A Hurdle to Advancing Electronic Manuals
IFA Comment: The Aeronautical Repair Station Association (ARSA) are long standing IFA members, this is interesting with Sarah raising a good issue.
Sarah MacLeod, July 27 2020 Aviation Week Network
Before paper was created, man chiseled stone; no one asked where the stone was mined, or the chisel made. When paper became ubiquitous for creating laws and other records, no one asked how the paper or ink was made or which pen was used. When the typewriter and then word processor were invented, no one asked which brand or model was used, as with the paper upon which the record was printed or copied.

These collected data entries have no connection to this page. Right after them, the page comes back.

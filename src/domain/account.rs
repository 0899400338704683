use chrono::{DateTime, Utc};
use rand::Rng;
use serde::{Deserialize, Serialize};
use uuid::Uuid;

use super::{Cents, CustomerId, ledger_now};

pub type AccountId = Uuid;

/// Account numbers are fixed-length numeric strings.
pub const ACCOUNT_NUMBER_LEN: usize = 12;

#[derive(Debug, Clone, Copy, PartialEq, Eq, Hash, Serialize, Deserialize)]
#[serde(rename_all = "lowercase")]
pub enum AccountType {
    Savings,
    Checking,
}

impl AccountType {
    pub fn as_str(&self) -> &'static str {
        match self {
            AccountType::Savings => "savings",
            AccountType::Checking => "checking",
        }
    }

    pub fn from_str(s: &str) -> Option<Self> {
        match s.to_lowercase().as_str() {
            "savings" => Some(AccountType::Savings),
            "checking" => Some(AccountType::Checking),
            _ => None,
        }
    }
}

impl std::fmt::Display for AccountType {
    fn fmt(&self, f: &mut std::fmt::Formatter<'_>) -> std::fmt::Result {
        write!(f, "{}", self.as_str())
    }
}

#[derive(Debug, Clone, Copy, PartialEq, Eq, Hash, Serialize, Deserialize)]
#[serde(rename_all = "lowercase")]
pub enum AccountStatus {
    Active,
    /// Frozen by the bank; may be reactivated
    Blocked,
    /// Terminal
    Closed,
}

impl AccountStatus {
    pub fn as_str(&self) -> &'static str {
        match self {
            AccountStatus::Active => "active",
            AccountStatus::Blocked => "blocked",
            AccountStatus::Closed => "closed",
        }
    }

    pub fn from_str(s: &str) -> Option<Self> {
        match s.to_lowercase().as_str() {
            "active" => Some(AccountStatus::Active),
            "blocked" => Some(AccountStatus::Blocked),
            "closed" => Some(AccountStatus::Closed),
            _ => None,
        }
    }
}

impl std::fmt::Display for AccountStatus {
    fn fmt(&self, f: &mut std::fmt::Formatter<'_>) -> std::fmt::Result {
        write!(f, "{}", self.as_str())
    }
}

#[derive(Debug, Clone, PartialEq, Eq, Serialize, Deserialize)]
pub struct Account {
    pub id: AccountId,
    pub customer_id: CustomerId,
    pub account_number: String,
    /// Never negative
    pub balance_cents: Cents,
    pub account_type: AccountType,
    pub status: AccountStatus,
    pub created_at: DateTime<Utc>,
}

impl Account {
    /// Create a new active account. The balance is set by the caller that
    /// records the matching initial deposit.
    pub fn new(
        customer_id: CustomerId,
        account_number: String,
        account_type: AccountType,
        balance_cents: Cents,
    ) -> Self {
        assert!(balance_cents >= 0, "Account balance cannot be negative");
        Self {
            id: Uuid::new_v4(),
            customer_id,
            account_number,
            balance_cents,
            account_type,
            status: AccountStatus::Active,
            created_at: ledger_now(),
        }
    }

    pub fn is_active(&self) -> bool {
        self.status == AccountStatus::Active
    }
}

/// Draw a random account number. Uniqueness is the registry's job.
pub fn generate_account_number<R: Rng + ?Sized>(rng: &mut R) -> String {
    (0..ACCOUNT_NUMBER_LEN)
        .map(|_| char::from(b'0' + rng.gen_range(0..10u8)))
        .collect()
}

/// Returns true if `s` has the shape of an account number.
pub fn is_account_number(s: &str) -> bool {
    s.len() == ACCOUNT_NUMBER_LEN && s.chars().all(|c| c.is_ascii_digit())
}

#[cfg(test)]
mod tests {
    use rand::SeedableRng;
    use rand::rngs::StdRng;

    use super::*;

    #[test]
    fn test_generated_numbers_are_fixed_length_digits() {
        let mut rng = StdRng::seed_from_u64(7);
        for _ in 0..200 {
            let number = generate_account_number(&mut rng);
            assert!(is_account_number(&number), "bad number {number}");
        }
    }

    #[test]
    fn test_is_account_number() {
        assert!(is_account_number("000000000042"));
        assert!(!is_account_number("42"));
        assert!(!is_account_number("00000000004x"));
    }

    #[test]
    fn test_status_roundtrip() {
        for status in [
            AccountStatus::Active,
            AccountStatus::Blocked,
            AccountStatus::Closed,
        ] {
            assert_eq!(AccountStatus::from_str(status.as_str()), Some(status));
        }
        assert_eq!(AccountType::from_str("Checking"), Some(AccountType::Checking));
        assert_eq!(AccountType::from_str("brokerage"), None);
    }

    #[test]
    #[should_panic(expected = "Account balance cannot be negative")]
    fn test_account_rejects_negative_balance() {
        Account::new(Uuid::new_v4(), "000000000001".into(), AccountType::Savings, -1);
    }
}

Electronic methods for creating, signing and storing records are no different; they are no more vulnerable to falsification, loss or destruction than stone or paper. This modern methodology, however, has been under intense scrutiny for more than two decades by civil aviation authorities. In the U.S., a repair station needs a special approval added to its certificate to use electronic manuals. The “requirement” cannot be found in regulations or law, but if the manual is provided to personnel through a computer, it is considered “electronic” and “requires” the agency to issue its “permission.”
The requirement to have today’s stone tablets “approved” needs to be vigorously challenged if the industry is ever going to adopt blockchain tools or any other paper replacement technological efficiencies. For U.S. repair stations, a rule change two decades ago clearly enunciated the expectation that the “media” by which manuals and other required documents would be created, stored and made available was up to the certificate holder. The agency’s preamble said the government’s focus would be on the fact that the documents were available and current, rather than the method by which that requirement was met—the certificate holder would be allowed to use hammer and chisel or a document management system controlled by IT administration.
As is often the case, the plain language of a regulation and its meaning and intent from preambles is lost in the development of guidance material that does not change with or follow the rule. Certificate holders are reluctant to challenge the local interpretation since few are reading the regulations themselves or truly understand the extent and nature of the government’s legal authority. The local inspector can certainly make life difficult, but failure to follow the regulations can be worse. In the end, when failure to take advantage of the plain language of a rule is stymied by ignorance or reluctance to “buck” the system, the entire industry’s efforts to become efficient suffer.
But hey, a caveman can use stone and chisel….
Sarah MacLeod is managing member of Obadal, Filler, MacLeod & Klein, P.L.C. and a founder and executive director of the Aeronautical Repair Station Association.